V1.3 - Credit to JoeSchmuck

Aug 16, 2023

Code:

# Spencer is a basic Python script which is designed to run in conjunction with "multi_report" by Joe Schmuck
# https://github.com/JoeSchmuck/Multi-Report
# Spencer checks for additional errors which may appear in your logs that you otherwise may be unaware of.
# The initial version of this script is versioned v1.1 and was written by ChatGPT and NickF
# Verion 1.3 08/13/23
# Added a new feature for tracking and reporting previous errors differantly than new errors.

# This updated script will run normally and will run with Multi-Report.
# To use with Multi-Report, call the script with parameter 'multi_report'.
# When using the 'multi_report' switch, the email will not be sent and a few files will be created in /tmp/ space
# that Multi-Report will use and delete during cleanup.
# This script must be names "spencer.py" by default.  Multi-Report would need to be updated if the script name changes.
# If Spencer finds no errors, Multi-Report will not issue a Spencer report.  You can tell Spencer ran by observing the Standard Output.

# Recommendations:
# 1-Record all the errors in a file for later comparison.
# 2-When displaying the error data, include both pre and post non-error lines of data.  Sort of what you do now.
# 3-Do not include any line of data twice.  So a list of error messages would start with the message before the error
#   and end with the non-error message after the sting of errors.
# 4-When determining if a problem is new or old, conduct an exact match line by line to the file you saved in step 1.
#   Do not just count the number of errors becasue if 4 errors clear and 4 new errors are generated, the user will never know
#   about the new errors under the current setup.  I considered creating a file to solve this but my Python skills are limited.
# 5-Remove all my "# (Joe)" comments, they are there to make it clear to you what lines I changed.
# 6-I want to leave this script in your hands because I do not have a SAS or iSCSI interface so I'm not the correct person to maintain this.

# Importing necessary modules
from importlib.resources import contents    # (Joe)
import os
import json
from sre_constants import SUCCESS           # (Joe)
import subprocess
import datetime
import socket
import sys                                  # (Joe)
import platform                             # (Joe)

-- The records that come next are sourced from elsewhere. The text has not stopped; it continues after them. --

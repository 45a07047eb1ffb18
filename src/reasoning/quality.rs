//! Quality indicators: building, merging, formatting

use super::{clamp_unit, percent};
use crate::models::{
    ConfidenceBreakdown, ConfidenceLevel, HistoricalAccuracy, QualityIndicators,
};

const DATA_QUALITY_WEIGHT: f64 = 0.4;
const PATTERN_MATCH_WEIGHT: f64 = 0.3;
const RULE_MATCH_WEIGHT: f64 = 0.3;

/// Placeholder listed as missing when nothing could be analysed
pub const NO_DATA: &str = "Keine Daten verfügbar";

/// Component scores that make up the overall confidence
#[derive(Debug, Clone, Copy, PartialEq)]
pub struct ConfidenceFactors {
    pub data_quality: f64,
    pub pattern_match: f64,
    pub rule_match: f64,
}

impl ConfidenceFactors {
    pub fn new(data_quality: f64, pattern_match: f64, rule_match: f64) -> Self {
        Self {
            data_quality: clamp_unit(data_quality),
            pattern_match: clamp_unit(pattern_match),
            rule_match: clamp_unit(rule_match),
        }
    }

    pub fn overall(&self) -> f64 {
        DATA_QUALITY_WEIGHT * self.data_quality
            + PATTERN_MATCH_WEIGHT * self.pattern_match
            + RULE_MATCH_WEIGHT * self.rule_match
    }
}

/// Quality indicators for one result.
///
/// `completeness` is a percentage; `historical` is `(similar_cases, correct_predictions)`.
pub fn build_quality(
    completeness: f64,
    missing_fields: Vec<String>,
    rule_conformity: bool,
    factors: ConfidenceFactors,
    deviations: Vec<String>,
    historical: Option<(u32, u32)>,
) -> QualityIndicators {
    let overall = factors.overall();

    QualityIndicators {
        data_completeness: clamp_percent(completeness),
        missing_fields,
        rule_conformity,
        deviations,
        historical_accuracy: historical.map(|(similar, correct)| historical_accuracy(similar, correct)),
        confidence_breakdown: ConfidenceBreakdown {
            data_quality: factors.data_quality,
            pattern_match: factors.pattern_match,
            rule_match: factors.rule_match,
            overall,
        },
        confidence_level: ConfidenceLevel::from_score(overall),
    }
}

/// The zero indicator: nothing known, nothing conforming.
pub fn default_quality() -> QualityIndicators {
    QualityIndicators {
        data_completeness: 0.0,
        missing_fields: vec![NO_DATA.to_string()],
        rule_conformity: false,
        deviations: Vec::new(),
        historical_accuracy: None,
        confidence_breakdown: ConfidenceBreakdown {
            data_quality: 0.0,
            pattern_match: 0.0,
            rule_match: 0.0,
            overall: 0.0,
        },
        confidence_level: ConfidenceLevel::Low,
    }
}

/// Merge indicators across a batch.
///
/// Numeric fields are averaged, missing fields and deviations are unioned in
/// first-seen order, conformity requires all inputs to conform. Historical
/// case counts are summed. An empty slice yields [`default_quality`]; a
/// single element is returned unchanged.
pub fn merge_quality(indicators: &[QualityIndicators]) -> QualityIndicators {
    match indicators {
        [] => return default_quality(),
        [single] => return single.clone(),
        _ => {}
    }

    let n = indicators.len() as f64;
    let mean = |f: fn(&QualityIndicators) -> f64| indicators.iter().map(f).sum::<f64>() / n;

    let overall = mean(|q| q.confidence_breakdown.overall);

    let historical = indicators
        .iter()
        .filter_map(|q| q.historical_accuracy)
        .fold(None::<(u32, u32)>, |acc, h| {
            let (similar, correct) = acc.unwrap_or((0, 0));
            Some((
                similar.saturating_add(h.similar_cases),
                correct.saturating_add(h.correct_predictions),
            ))
        });

    QualityIndicators {
        data_completeness: mean(|q| q.data_completeness),
        missing_fields: union(indicators.iter().map(|q| &q.missing_fields)),
        rule_conformity: indicators.iter().all(|q| q.rule_conformity),
        deviations: union(indicators.iter().map(|q| &q.deviations)),
        historical_accuracy: historical.map(|(similar, correct)| historical_accuracy(similar, correct)),
        confidence_breakdown: ConfidenceBreakdown {
            data_quality: mean(|q| q.confidence_breakdown.data_quality),
            pattern_match: mean(|q| q.confidence_breakdown.pattern_match),
            rule_match: mean(|q| q.confidence_breakdown.rule_match),
            overall,
        },
        confidence_level: ConfidenceLevel::from_score(overall),
    }
}

/// Plain-text quality block
pub fn format_quality(quality: &QualityIndicators) -> String {
    let mut lines = vec![
        format!(
            "QUALITÄTSINDIKATOREN [{}] {}%",
            quality.confidence_level,
            percent(quality.confidence_breakdown.overall)
        ),
        String::new(),
        format!("Datenvollständigkeit: {}%", quality.data_completeness.round() as i64),
    ];

    if !quality.missing_fields.is_empty() {
        lines.push(format!("  Fehlend: {}", quality.missing_fields.join(", ")));
    }

    lines.push(String::new());
    lines.push(format!(
        "Regelkonformität: {}",
        if quality.rule_conformity {
            "eingehalten"
        } else {
            "Abweichungen"
        }
    ));
    for deviation in &quality.deviations {
        lines.push(format!("  - {}", deviation));
    }

    if let Some(history) = &quality.historical_accuracy {
        lines.push(String::new());
        lines.push(format!(
            "Historische Trefferquote: {}% ({}/{})",
            percent(history.accuracy),
            history.correct_predictions,
            history.similar_cases
        ));
    }

    lines.join("\n")
}

fn historical_accuracy(similar_cases: u32, correct_predictions: u32) -> HistoricalAccuracy {
    let accuracy = if similar_cases > 0 {
        clamp_unit(correct_predictions as f64 / similar_cases as f64)
    } else {
        0.0
    };

    HistoricalAccuracy {
        similar_cases,
        correct_predictions,
        accuracy,
    }
}

fn clamp_percent(value: f64) -> f64 {
    if value.is_nan() {
        0.0
    } else {
        value.clamp(0.0, 100.0)
    }
}

fn union<'a>(lists: impl Iterator<Item = &'a Vec<String>>) -> Vec<String> {
    let mut merged: Vec<String> = Vec::new();
    for item in lists.flatten() {
        if !merged.contains(item) {
            merged.push(item.clone());
        }
    }
    merged
}

#[cfg(test)]
mod tests {
    use super::*;

    fn sample(completeness: f64, dq: f64, conform: bool, missing: &[&str]) -> QualityIndicators {
        build_quality(
            completeness,
            missing.iter().map(|s| s.to_string()).collect(),
            conform,
            ConfidenceFactors::new(dq, 0.5, 1.0),
            vec![],
            None,
        )
    }

    #[test]
    fn test_weighted_overall_and_banding() {
        let q = build_quality(
            100.0,
            vec![],
            true,
            ConfidenceFactors::new(1.0, 0.5, 0.5),
            vec![],
            Some((10, 8)),
        );

        assert!((q.confidence_breakdown.overall - 0.7).abs() < 1e-9);
        assert_eq!(q.confidence_level, ConfidenceLevel::Medium);
        assert_eq!(q.historical_accuracy.unwrap().accuracy, 0.8);
    }

    #[test]
    fn test_historical_accuracy_with_no_cases() {
        let q = build_quality(50.0, vec![], true, ConfidenceFactors::new(0.0, 0.0, 0.0), vec![], Some((0, 0)));
        assert_eq!(q.historical_accuracy.unwrap().accuracy, 0.0);
    }

    #[test]
    fn test_merge_empty_is_default() {
        assert_eq!(merge_quality(&[]), default_quality());
        assert_eq!(default_quality().missing_fields, vec![NO_DATA.to_string()]);
    }

    #[test]
    fn test_merge_single_is_identity() {
        let q = sample(73.0, 0.9, false, &["Kontonummer"]);
        assert_eq!(merge_quality(std::slice::from_ref(&q)), q);
    }

    #[test]
    fn test_merge_averages_and_unions() {
        let a = sample(100.0, 1.0, true, &["A", "B"]);
        let b = sample(50.0, 0.0, false, &["B", "C"]);
        let merged = merge_quality(&[a.clone(), b.clone()]);

        assert_eq!(merged.data_completeness, 75.0);
        assert_eq!(merged.confidence_breakdown.data_quality, 0.5);
        assert!(!merged.rule_conformity);
        assert_eq!(merged.missing_fields, vec!["A", "B", "C"]);

        let expected_overall =
            (a.confidence_breakdown.overall + b.confidence_breakdown.overall) / 2.0;
        assert!((merged.confidence_breakdown.overall - expected_overall).abs() < 1e-9);
        assert_eq!(merged.confidence_level, ConfidenceLevel::from_score(expected_overall));
    }

    #[test]
    fn test_merge_sums_history() {
        let mut a = sample(100.0, 1.0, true, &[]);
        a.historical_accuracy = Some(historical_accuracy(4, 3));
        let b = sample(100.0, 1.0, true, &[]);
        let mut c = sample(100.0, 1.0, true, &[]);
        c.historical_accuracy = Some(historical_accuracy(6, 5));

        let merged = merge_quality(&[a, b, c]);
        let history = merged.historical_accuracy.unwrap();
        assert_eq!(history.similar_cases, 10);
        assert_eq!(history.correct_predictions, 8);
        assert_eq!(history.accuracy, 0.8);
    }

    #[test]
    fn test_format_quality() {
        let mut q = sample(80.0, 1.0, false, &["Belegdatum"]);
        q.deviations = vec!["Saldo weicht ab".to_string()];
        let text = format_quality(&q);

        assert!(text.starts_with("QUALITÄTSINDIKATOREN [HOCH] 85%"));
        assert!(text.contains("Datenvollständigkeit: 80%"));
        assert!(text.contains("Fehlend: Belegdatum"));
        assert!(text.contains("Regelkonformität: Abweichungen"));
        assert!(text.contains("  - Saldo weicht ab"));
    }
}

# The hostname of the system where the script is running is retrieved using socket.gethostname()
hostname = socket.gethostname()

# Email related constants: the default recipient and the subject of the email for error and success cases
USE_WITH_MULTI_REPORT="False"                                               #(Joe)
if len(sys.argv) > 1: USE_WITH_MULTI_REPORT = sys.argv[1]                   #(Joe)
DEFAULT_RECIPIENT = "YourEmail Address.com"                      # Used only when NOT using Multi-Report to run Spencer.
ERROR_SUBJECT = f"[SPENCER] [ERROR] Error Found in Log for {hostname}"
SUCCESS_SUBJECT = f"[SPENCER] [SUCCESS] All is Good! for {hostname}"
PREV_ERROR_SUBJECT = f"[SPENCER] [PREVIOUS ERROR] No new Errors Found, Previous Errors Exist in Log for {hostname}"

# The file name of the file where previously found errors will be stored
ERRORS_FILE = "previous_errors.json"
CONTENT_FILE = "/tmp/spencer_report.txt"  # (Joe)  This file is attached to the Multi-Report email.

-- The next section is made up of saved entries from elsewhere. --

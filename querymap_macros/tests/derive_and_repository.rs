#![allow(unexpected_cfgs)]

use querymap_core::{
    Fetchable, Identifiable, Insertable, ParamValue, Query, RepoError, Repository, Updatable,
};
use querymap_macros::{repository, Entity};
use querymap_memory::MemoryRepository;

#[derive(Entity, Clone, Debug, PartialEq)]
pub struct BlogPost {
    #[fetch(id)]
    pub id: Option<i64>,
    #[fetch(column = "headline")]
    pub title: String,
    pub views: i32,
    pub published: bool,
    pub rating: Option<f64>,
    #[fetch(skip)]
    pub scratch: Vec<u8>,
}

#[derive(Entity, Clone, Debug, PartialEq)]
#[entity(table = "countries")]
pub struct Country {
    #[fetch(id)]
    pub code: String,
    pub name: String,
}

fn post(title: &str, views: i32, published: bool) -> BlogPost {
    BlogPost {
        id: None,
        title: title.into(),
        views,
        published,
        rating: None,
        scratch: Vec::new(),
    }
}

#[test]
fn derive_generates_table_and_column_metadata() {
    assert_eq!(BlogPost::TABLE, "blog_posts");
    assert_eq!(
        BlogPost::SELECT_COLUMNS,
        &["id", "headline", "views", "published", "rating"]
    );
    assert_eq!(
        <BlogPost as Insertable>::INSERT_COLUMNS,
        &["headline", "views", "published", "rating"]
    );
    assert_eq!(
        <BlogPost as Updatable>::UPDATE_COLUMNS,
        <BlogPost as Insertable>::INSERT_COLUMNS
    );
    assert_eq!(BlogPost::ID_COLUMN, "id");
    assert_eq!(Country::TABLE, "countries");
    assert_eq!(Country::ID_COLUMN, "code");
}

#[test]
fn derive_generates_value_accessors() {
    let mut p = post("Hi", 3, true);
    assert_eq!(p.id(), None);
    p.set_id(11);
    assert_eq!(p.id(), Some(11));
    assert_eq!(
        p.column_values(),
        vec![
            ParamValue::I64(11),
            ParamValue::String("Hi".into()),
            ParamValue::I32(3),
            ParamValue::Bool(true),
            ParamValue::Null,
        ]
    );
    let upd = p.update_values();
    assert_eq!(upd.first(), Some(&ParamValue::String("Hi".into())));
    assert_eq!(upd.last(), Some(&ParamValue::I64(11)));
    assert_eq!(p.insert_values().len(), 4);
}

#[test]
fn non_optional_ids_are_always_present() {
    let mut c = Country {
        code: "SE".into(),
        name: "Sweden".into(),
    };
    assert_eq!(c.id(), Some("SE".to_string()));
    c.set_id("NO".into());
    assert_eq!(c.code, "NO");
    // The generated adapter is a unit struct.
    let _adapter = CountryRowAdapter;
}

#[repository(entity = BlogPost, finders(find_by_views: i32, find_by_published: bool, find_one_by_headline: String))]
pub mod posts {}

#[tokio::test]
async fn generated_repository_finders_delegate_to_backend() -> querymap_core::RepoResult<()> {
    let store = MemoryRepository::<BlogPost>::new();
    let repo = posts::Repository::new(store.clone());

    repo.insert(&post("a", 10, true)).await?;
    repo.insert(&post("b", 10, false)).await?;
    repo.insert(&post("c", 99, true)).await?;

    assert_eq!(repo.find_by_views(&10).await?.len(), 2);
    assert_eq!(repo.find_by_published(&false).await?.len(), 1);

    let c = repo.find_one_by_headline(&"c".to_string()).await?;
    assert_eq!(c.map(|p| p.views), Some(99));
    assert_eq!(repo.find_one_by_headline(&"zzz".to_string()).await?, None);

    // Rows written through the wrapper are visible on the backend it wraps.
    assert_eq!(repo.inner().len()?, 3);
    assert_eq!(store.len()?, 3);
    Ok(())
}

#[tokio::test]
async fn generated_find_one_reports_ambiguity() {
    let store = MemoryRepository::with_rows([
        BlogPost {
            id: Some(1),
            ..post("same", 1, true)
        },
        BlogPost {
            id: Some(2),
            ..post("same", 2, true)
        },
    ])
    .unwrap();
    let repo = posts::Repository::new(store);
    let err = repo
        .find_one_by_headline(&"same".to_string())
        .await
        .unwrap_err();
    assert!(matches!(err, RepoError::TooManyResults { found: 2 }));
}

#[tokio::test]
async fn generated_repository_forwards_the_core_trait() -> querymap_core::RepoResult<()> {
    let repo = posts::Repository::new(MemoryRepository::<BlogPost>::new());
    let created = repo.insert(&post("x", 1, false)).await?;
    let id = created.id.expect("id assigned");

    let mut changed = created.clone();
    changed.views = 2;
    repo.update(&changed).await?;
    assert_eq!(repo.find_by_id(&id).await?.map(|p| p.views), Some(2));

    assert_eq!(repo.select_count(&Query::new().eq("published", false)).await?, 1);
    assert_eq!(repo.delete_matching(&Query::new().gt("views", 1)).await?, 1);
    assert!(!repo.delete_by_id(&id).await?);
    assert!(repo.into_inner().is_empty()?);
    Ok(())
}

if USE_WITH_MULTI_REPORT != "multi_report": print(f"{datetime.datetime.now()} - Spencer is checking log files for errors.")
if USE_WITH_MULTI_REPORT == "multi_report": print(f"{datetime.datetime.now()} - Spencer is checking log files for errors and pushing output to Multi-Report.")
# print(platform.system())       # (Joe) This will tell you if it's Linux or FreeBSD.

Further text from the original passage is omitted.